In the entries below, how many lines contain the word "around"? State the number and nothing more.

== Records provided ==

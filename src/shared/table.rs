//! Text layout helpers: memo previews, ANSI-aware widths and the small
//! table used by `memo tags`.

/// Lines shown for a collapsed memo.
pub const PREVIEW_LINES: usize = 3;
/// Memos longer than this many characters are collapsed.
pub const PREVIEW_CHARS: usize = 80;

#[derive(Debug, PartialEq, Eq)]
pub struct Preview {
    pub text: String,
    pub collapsed: bool,
}

/// Collapse long memo text to its first lines and characters. Text that
/// fits is returned unchanged.
pub fn collapse_preview(text: &str) -> Preview {
    let line_count = text.lines().count();
    let char_count = text.chars().count();
    if line_count <= PREVIEW_LINES && char_count <= PREVIEW_CHARS {
        return Preview { text: text.to_string(), collapsed: false };
    }
    let head = text.lines().take(PREVIEW_LINES).collect::<Vec<_>>().join("\n");
    let mut out = truncate_with_ellipsis(&head, PREVIEW_CHARS);
    if !out.ends_with('…') {
        out.push('…');
    }
    Preview { text: out, collapsed: true }
}

/// Truncate text to a width, appending an ellipsis when needed.
pub fn truncate_with_ellipsis(text: &str, max_width: usize) -> String {
    if max_width == 0 {
        return String::new();
    }
    if text.chars().count() <= max_width {
        return text.to_string();
    }
    let mut out: String = text.chars().take(max_width - 1).collect();
    out.push('…');
    out
}

/// Visible length of a string, skipping ANSI escape sequences.
pub fn display_len(s: &str) -> usize {
    let mut len = 0;
    let mut chars = s.chars();
    while let Some(ch) = chars.next() {
        if ch == '\x1b' {
            for next in chars.by_ref() {
                if next == 'm' {
                    break;
                }
            }
            continue;
        }
        len += 1;
    }
    len
}

/// Render rows under a header line, padding each column to its widest
/// visible cell.
pub fn render_table(headers: &[&str], rows: &[Vec<String>]) -> String {
    let mut widths: Vec<usize> = headers.iter().map(|h| display_len(h)).collect();
    for row in rows {
        for (w, cell) in widths.iter_mut().zip(row) {
            *w = (*w).max(display_len(cell));
        }
    }

    let header: Vec<String> = headers.iter().map(|h| h.to_string()).collect();
    let header_line = format_row(&header, &widths);
    let mut out = header_line.clone();
    out.push('\n');
    out.push_str(&"=".repeat(display_len(&header_line)));
    for row in rows {
        out.push('\n');
        out.push_str(&format_row(row, &widths));
    }
    out
}

fn format_row(row: &[String], widths: &[usize]) -> String {
    row.iter()
        .zip(widths)
        .map(|(cell, width)| {
            let pad = width.saturating_sub(display_len(cell));
            format!("{cell}{}", " ".repeat(pad))
        })
        .collect::<Vec<_>>()
        .join(" | ")
        .trim_end()
        .to_string()
}

#[cfg(test)]
mod tests {
    use super::*;

    #[test]
    fn short_text_is_not_collapsed() {
        let p = collapse_preview("one\ntwo\nthree");
        assert!(!p.collapsed);
        assert_eq!(p.text, "one\ntwo\nthree");
    }

    #[test]
    fn many_lines_collapse_to_three() {
        let p = collapse_preview("1\n2\n3\n4");
        assert!(p.collapsed);
        assert_eq!(p.text, "1\n2\n3…");
    }

    #[test]
    fn long_single_line_is_cut_at_eighty() {
        let text = "x".repeat(81);
        let p = collapse_preview(&text);
        assert!(p.collapsed);
        assert_eq!(p.text.chars().count(), PREVIEW_CHARS);
        assert!(p.text.ends_with('…'));
    }

    #[test]
    fn display_len_ignores_ansi() {
        assert_eq!(display_len("\x1b[1;31mred\x1b[0m"), 3);
        assert_eq!(display_len("日本"), 2);
    }

    #[test]
    fn table_pads_columns() {
        let out = render_table(
            &["tag", "count"],
            &[vec!["#a".into(), "1".into()], vec!["#long".into(), "12".into()]],
        );
        let lines: Vec<&str> = out.lines().collect();
        assert_eq!(lines[0], "tag   | count");
        assert_eq!(lines[2], "#a    | 1");
        assert_eq!(lines[3], "#long | 12");
    }
}
//! Image encoding: page image file → base64 `ImageData` for the VLM request.
//!
//! Files are sent as they are on disk; no re-encoding happens here. A file
//! that cannot be read does not stop the run: it is logged and yields a
//! request without payload, which later fails as
//! [`crate::error::ClassifyError::MissingImage`].

use base64::{engine::general_purpose::STANDARD, Engine as _};
use edgequake_llm::ImageData;
use std::path::{Path, PathBuf};
use tracing::{debug, warn};

/// One image awaiting classification.
#[derive(Debug, Clone)]
pub struct ClassificationRequest {
    pub path: PathBuf,
    /// `None` when the file could not be read.
    pub image: Option<ImageData>,
    /// Why `image` is `None`.
    pub read_error: Option<String>,
}

/// MIME type inferred from the file extension; PNG when unknown.
pub fn mime_type_for(path: &Path) -> &'static str {
    let ext = path
        .extension()
        .and_then(|e| e.to_str())
        .map(|e| e.to_ascii_lowercase());
    match ext.as_deref() {
        Some("jpg") | Some("jpeg") => "image/jpeg",
        Some("webp") => "image/webp",
        Some("gif") => "image/gif",
        _ => "image/png",
    }
}

/// Base64-encode raw image bytes.
pub fn encode_bytes(bytes: &[u8], mime_type: &str) -> ImageData {
    let b64 = STANDARD.encode(bytes);
    debug!("Encoded image → {} bytes base64", b64.len());
    ImageData::new(b64, mime_type).with_detail("high")
}

/// Read and encode one file.
pub async fn encode_file(path: &Path) -> ClassificationRequest {
    match tokio::fs::read(path).await {
        Ok(bytes) => ClassificationRequest {
            path: path.to_path_buf(),
            image: Some(encode_bytes(&bytes, mime_type_for(path))),
            read_error: None,
        },
        Err(e) => {
            warn!("Error reading the image file {}: {}", path.display(), e);
            ClassificationRequest {
                path: path.to_path_buf(),
                image: None,
                read_error: Some(e.to_string()),
            }
        }
    }
}

/// Build the requests for one batch, in order.
pub async fn encode_batch(paths: &[PathBuf]) -> Vec<ClassificationRequest> {
    let mut requests = Vec::with_capacity(paths.len());
    for path in paths {
        requests.push(encode_file(path).await);
    }
    requests
}

#[cfg(test)]
mod tests {
    use super::*;

    #[test]
    fn mime_from_extension() {
        assert_eq!(mime_type_for(Path::new("1_doc.PNG")), "image/png");
        assert_eq!(mime_type_for(Path::new("1_doc.jpeg")), "image/jpeg");
        assert_eq!(mime_type_for(Path::new("1_doc.jpg")), "image/jpeg");
        assert_eq!(mime_type_for(Path::new("1_doc")), "image/png");
    }

    #[test]
    fn encode_small_payload() {
        let data = encode_bytes(b"\x89PNG\r\n\x1a\n", "image/png");
        assert_eq!(data.mime_type, "image/png");
        let decoded = STANDARD.decode(&data.data).expect("valid base64");
        assert_eq!(decoded, b"\x89PNG\r\n\x1a\n");
    }

    #[tokio::test]
    async fn unreadable_file_yields_no_payload() {
        let dir = tempfile::tempdir().unwrap();
        let req = encode_file(&dir.path().join("4_missing.png")).await;
        assert!(req.image.is_none());
        assert!(req.read_error.is_some());
    }

    #[tokio::test]
    async fn batch_keeps_order() {
        let dir = tempfile::tempdir().unwrap();
        let a = dir.path().join("1_doc.png");
        let b = dir.path().join("2_doc.png");
        std::fs::write(&a, b"a").unwrap();
        std::fs::write(&b, b"b").unwrap();
        let reqs = encode_batch(&[b.clone(), a.clone()]).await;
        assert_eq!(reqs[0].path, b);
        assert_eq!(reqs[1].path, a);
    }
}
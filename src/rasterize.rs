//! Rasterizer entry points: PDF → one image file per page.

use crate::config::RasterizeConfig;
use crate::error::PageLabelError;
use crate::output::PageManifest;
use crate::pipeline::{input, render};
use std::time::Instant;
use tracing::info;

/// Render every page of a PDF file or URL into `config.output_dir`.
///
/// The output directory is created first. If the document cannot be opened
/// the returned error satisfies [`PageLabelError::is_open_failure`] and no
/// page has been written. A page that fails to render or save aborts the
/// run; pages saved before it stay on disk.
///
/// # Example
/// ```rust,no_run
/// use pdf_pagelabel::{rasterize, RasterizeConfig};
///
/// # #[tokio::main]
/// # async fn main() -> Result<(), Box<dyn std::error::Error>> {
/// let config = RasterizeConfig::builder().output_dir("data/").dpi(400).build()?;
/// let manifest = rasterize("raw_data/zoning-code.pdf", &config).await?;
/// println!("{} pages", manifest.page_count());
/// # Ok(())
/// # }
/// ```
pub async fn rasterize(
    input_str: impl AsRef<str>,
    config: &RasterizeConfig,
) -> Result<PageManifest, PageLabelError> {
    config.validate()?;
    let start = Instant::now();
    let input_str = input_str.as_ref();
    info!("Rasterising {} at {} DPI", input_str, config.dpi);

    tokio::fs::create_dir_all(&config.output_dir)
        .await
        .map_err(|e| PageLabelError::OutputWriteFailed {
            path: config.output_dir.clone(),
            source: e,
        })?;

    let resolved = input::resolve_pdf(input_str, config.download_timeout_secs).await?;
    let manifest = render::render_document(resolved.path(), resolved.base_name(), config).await?;

    if let Some(ref manifest_path) = config.manifest_path {
        manifest.write(manifest_path)?;
    }

    info!(
        "Rasterised {} pages in {}ms",
        manifest.page_count(),
        start.elapsed().as_millis()
    );
    Ok(manifest)
}

/// Synchronous wrapper around [`rasterize`].
///
/// Creates a temporary tokio runtime internally.
pub fn rasterize_sync(
    input_str: impl AsRef<str>,
    config: &RasterizeConfig,
) -> Result<PageManifest, PageLabelError> {
    tokio::runtime::Runtime::new()
        .map_err(|e| PageLabelError::Internal(format!("Failed to create tokio runtime: {}", e)))?
        .block_on(rasterize(input_str, config))
}

#[cfg(test)]
mod tests {
    use super::*;

    #[tokio::test]
    async fn output_dir_created_even_when_open_fails() {
        let dir = tempfile::tempdir().unwrap();
        let out = dir.path().join("a/b/c");
        let config = RasterizeConfig::builder().output_dir(&out).build().unwrap();

        let err = rasterize(dir.path().join("missing.pdf").to_str().unwrap(), &config)
            .await
            .unwrap_err();

        assert!(err.is_open_failure());
        assert!(out.is_dir());
        assert_eq!(std::fs::read_dir(&out).unwrap().count(), 0);
    }
}
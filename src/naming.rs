//! The file-naming contract between the rasterizer and the labeler.
//!
//! Page images are named `{page}_{document}.{ext}`, with `page` 1-based.
//! The labeler recovers reading order from the leading number alone, so the
//! rest of the name may contain further underscores (`3_annual_report.png`).
//! Numeric ordering matters: `10_doc.png` sorts after `2_doc.png`.

use crate::error::PageLabelError;
use std::path::{Path, PathBuf};

/// A parsed or to-be-written page image name.
#[derive(Debug, Clone, PartialEq, Eq)]
pub struct PageImageName {
    /// 1-based page index.
    pub page: usize,
    /// Base name of the source document, without extension.
    pub document: String,
}

impl PageImageName {
    pub fn new(page: usize, document: impl Into<String>) -> Self {
        Self {
            page,
            document: document.into(),
        }
    }

    /// File name with the given extension, e.g. `12_report.png`.
    pub fn file_name(&self, extension: &str) -> String {
        format!("{}_{}.{}", self.page, self.document, extension)
    }

    /// Parse a path's file stem.
    ///
    /// The page number is whatever precedes the first underscore (the whole
    /// stem when there is none). A stem without an underscore yields an
    /// empty document name.
    pub fn parse(path: &Path) -> Result<Self, PageLabelError> {
        let invalid = || PageLabelError::InvalidPageFileName {
            path: path.to_path_buf(),
        };
        let stem = path.file_stem().and_then(|s| s.to_str()).ok_or_else(invalid)?;
        let (prefix, document) = stem.split_once('_').unwrap_or((stem, ""));
        let page = prefix.trim().parse::<usize>().map_err(|_| invalid())?;
        Ok(Self::new(page, document))
    }
}

/// Sort paths by the page number in their names.
///
/// Fails on the first name that does not follow the contract. The sort is
/// stable, so equal page numbers (two documents in one directory) keep their
/// listing order.
pub fn sort_by_page(paths: Vec<PathBuf>) -> Result<Vec<PathBuf>, PageLabelError> {
    let mut keyed = paths
        .into_iter()
        .map(|p| PageImageName::parse(&p).map(|n| (n.page, p)))
        .collect::<Result<Vec<_>, _>>()?;
    keyed.sort_by_key(|(page, _)| *page);
    Ok(keyed.into_iter().map(|(_, p)| p).collect())
}

/// Document base name used in page image names: the file stem.
pub fn document_base_name(pdf_path: &Path) -> String {
    pdf_path
        .file_stem()
        .map(|s| s.to_string_lossy().into_owned())
        .unwrap_or_else(|| "document".to_string())
}
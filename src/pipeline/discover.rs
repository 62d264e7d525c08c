//! Image discovery: the ordered list of page images to classify.
//!
//! Directory listing order is arbitrary, so the order is rebuilt from the
//! page number in each file name (see [`crate::naming`]). A name that does
//! not carry one aborts discovery before any request is built.

use crate::config::ImageSource;
use crate::error::PageLabelError;
use crate::naming::sort_by_page;
use crate::output::PageManifest;
use std::path::{Path, PathBuf};
use tracing::{debug, info};

/// Resolve an [`ImageSource`] to image paths in page order.
pub fn discover_images(source: &ImageSource) -> Result<Vec<PathBuf>, PageLabelError> {
    let paths = match source {
        ImageSource::Directory { dir, pattern } => {
            let matched = glob_images(dir, pattern)?;
            sort_by_page(matched)?
        }
        ImageSource::Manifest(path) => PageManifest::read(path)?.image_paths(),
    };
    info!("Found {} page images", paths.len());
    Ok(paths)
}

/// Entries of `dir` whose names match `pattern`.
///
/// The directory part is escaped so characters like `[` in it are taken
/// literally; only `pattern` is interpreted.
pub fn glob_images(dir: &Path, pattern: &str) -> Result<Vec<PathBuf>, PageLabelError> {
    if !dir.is_dir() {
        return Err(PageLabelError::ImageDirUnreadable {
            path: dir.to_path_buf(),
            reason: "not a directory".into(),
        });
    }

    let escaped_dir = glob::Pattern::escape(&dir.to_string_lossy());
    let full = Path::new(&escaped_dir).join(pattern);
    let full = full.to_string_lossy();
    debug!("Globbing {}", full);

    let entries = glob::glob(&full).map_err(|e| PageLabelError::InvalidPattern {
        pattern: pattern.to_string(),
        reason: e.to_string(),
    })?;

    entries
        .map(|entry| {
            entry.map_err(|e| PageLabelError::ImageDirUnreadable {
                path: dir.to_path_buf(),
                reason: e.to_string(),
            })
        })
        .collect()
}

#[cfg(test)]
mod tests {
    use super::*;
    use crate::config::PageImageFormat;
    use crate::output::PageImage;

    fn touch(dir: &Path, name: &str) {
        std::fs::write(dir.join(name), b"x").unwrap();
    }

    #[test]
    fn directory_listing_sorted_numerically() {
        let dir = tempfile::tempdir().unwrap();
        for name in ["10_doc.png", "2_doc.png", "1_doc.png"] {
            touch(dir.path(), name);
        }
        let source = ImageSource::Directory {
            dir: dir.path().to_path_buf(),
            pattern: "*.*".into(),
        };
        let found = discover_images(&source).unwrap();
        let names: Vec<_> = found
            .iter()
            .map(|p| p.file_name().unwrap().to_string_lossy().into_owned())
            .collect();
        assert_eq!(names, ["1_doc.png", "2_doc.png", "10_doc.png"]);
    }

    #[test]
    fn pattern_filters_documents() {
        let dir = tempfile::tempdir().unwrap();
        for name in ["1_a.png", "1_b.png", "2_a.png", "notes.txt"] {
            touch(dir.path(), name);
        }
        let source = ImageSource::Directory {
            dir: dir.path().to_path_buf(),
            pattern: "*_a.png".into(),
        };
        let found = discover_images(&source).unwrap();
        assert_eq!(found.len(), 2);
        assert!(found[0].ends_with("1_a.png"));
        assert!(found[1].ends_with("2_a.png"));
    }

    #[test]
    fn malformed_name_aborts() {
        let dir = tempfile::tempdir().unwrap();
        touch(dir.path(), "1_doc.png");
        touch(dir.path(), "readme.md");
        let source = ImageSource::Directory {
            dir: dir.path().to_path_buf(),
            pattern: "*.*".into(),
        };
        let err = discover_images(&source).unwrap_err();
        assert!(matches!(err, PageLabelError::InvalidPageFileName { .. }));
    }

    #[test]
    fn bad_pattern_is_reported() {
        let dir = tempfile::tempdir().unwrap();
        let err = glob_images(dir.path(), "[*.png").unwrap_err();
        assert!(matches!(err, PageLabelError::InvalidPattern { .. }));
    }

    #[test]
    fn missing_directory_is_reported() {
        let err = glob_images(Path::new("/no/such/dir"), "*.*").unwrap_err();
        assert!(matches!(err, PageLabelError::ImageDirUnreadable { .. }));
    }

    #[test]
    fn manifest_source_skips_name_parsing() {
        let dir = tempfile::tempdir().unwrap();
        let manifest_path = dir.path().join("pages.json");
        PageManifest {
            document: "doc".into(),
            dpi: 300,
            image_format: PageImageFormat::Png,
            pages: vec![
                PageImage {
                    page: 2,
                    path: "page-two.png".into(),
                    width: 1,
                    height: 1,
                },
                PageImage {
                    page: 1,
                    path: "cover.png".into(),
                    width: 1,
                    height: 1,
                },
            ],
        }
        .write(&manifest_path)
        .unwrap();

        let found = discover_images(&ImageSource::Manifest(manifest_path)).unwrap();
        assert_eq!(found, vec![PathBuf::from("cover.png"), PathBuf::from("page-two.png")]);
    }
}
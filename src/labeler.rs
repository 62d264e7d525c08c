//! Labeler entry points: page images → label table.
//!
//! One async task drives the run. It awaits each batch, then the optional
//! pause, then starts the next batch; there is no overlap between batches
//! and no timeout around them. Rows are appended batch by batch in
//! submission order, so the table follows page order whatever the
//! concurrency inside a batch.
//!
//! Nothing is written until every batch has finished: a fatal error leaves
//! no partial CSV behind.

use crate::config::LabelConfig;
use crate::error::PageLabelError;
use crate::output::{LabelCell, LabelRow, LabelTable};
use crate::pipeline::batch::{batch_count, run_batch};
use crate::pipeline::classify::{PageClassifier, VisionClassifier};
use crate::pipeline::discover::discover_images;
use crate::pipeline::encode::encode_batch;
use std::time::{Duration, Instant};
use tokio::time::sleep;
use tracing::{debug, info};

/// Classify every image selected by `config` with the configured VLM.
///
/// # Errors
/// Fatal errors only: invalid config, no provider, unreadable directory, a
/// file name without a page number, or (unless `return_exceptions` is set)
/// the first failed classification.
pub async fn label_images(config: &LabelConfig) -> Result<LabelTable, PageLabelError> {
    config.validate()?;
    let classifier = VisionClassifier::from_config(config)?;
    label_images_with(&classifier, config).await
}

/// Classify every image selected by `config` with a caller-supplied
/// classifier.
pub async fn label_images_with(
    classifier: &dyn PageClassifier,
    config: &LabelConfig,
) -> Result<LabelTable, PageLabelError> {
    config.validate()?;
    let start = Instant::now();
    let paths = discover_images(&config.source)?;
    let total_batches = batch_count(paths.len(), config.batch_size);

    if let Some(ref cb) = config.progress_callback {
        cb.on_labeling_start(paths.len(), total_batches);
    }

    let mut cells: Vec<LabelCell> = Vec::with_capacity(paths.len());

    for (idx, chunk) in paths.chunks(config.batch_size).enumerate() {
        let batch_num = idx + 1;
        info!("Batch {}/{} processing...", batch_num, total_batches);
        if let Some(ref cb) = config.progress_callback {
            cb.on_batch_start(batch_num, total_batches);
        }

        let requests = encode_batch(chunk).await;
        let results = run_batch(classifier, &requests, config.return_exceptions).await?;
        let failed = results.iter().filter(|r| r.is_err()).count();
        cells.extend(results.into_iter().map(LabelCell::from));

        debug!("Batch {}/{}: {} failed", batch_num, total_batches, failed);
        if let Some(ref cb) = config.progress_callback {
            cb.on_batch_complete(batch_num, total_batches, failed);
        }

        if config.sleep_secs > 0.0 && batch_num < total_batches {
            info!(
                "Batch {}/{} processed! Sleeping for {} seconds...",
                batch_num, total_batches, config.sleep_secs
            );
            if let Some(ref cb) = config.progress_callback {
                cb.on_sleep(batch_num, total_batches, config.sleep_secs);
            }
            sleep(Duration::from_secs_f64(config.sleep_secs)).await;
        }
    }

    let table = LabelTable {
        rows: paths
            .into_iter()
            .zip(cells)
            .map(|(local_image_path, label)| LabelRow {
                local_image_path,
                label,
            })
            .collect(),
    };

    info!(
        "Labelled {} images ({} failed) in {}ms",
        table.len(),
        table.failed_count(),
        start.elapsed().as_millis()
    );
    if let Some(ref cb) = config.progress_callback {
        cb.on_labeling_complete(table.len(), table.failed_count());
    }

    Ok(table)
}

/// Run [`label_images`] and write the table to `config.output_path`.
pub async fn label_to_file(config: &LabelConfig) -> Result<LabelTable, PageLabelError> {
    config.validate()?;
    let classifier = VisionClassifier::from_config(config)?;
    label_to_file_with(&classifier, config).await
}

/// Run [`label_images_with`] and write the table to `config.output_path`.
pub async fn label_to_file_with(
    classifier: &dyn PageClassifier,
    config: &LabelConfig,
) -> Result<LabelTable, PageLabelError> {
    let table = label_images_with(classifier, config).await?;
    table.write_to_file(&config.output_path).await?;
    Ok(table)
}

===

### Response box
2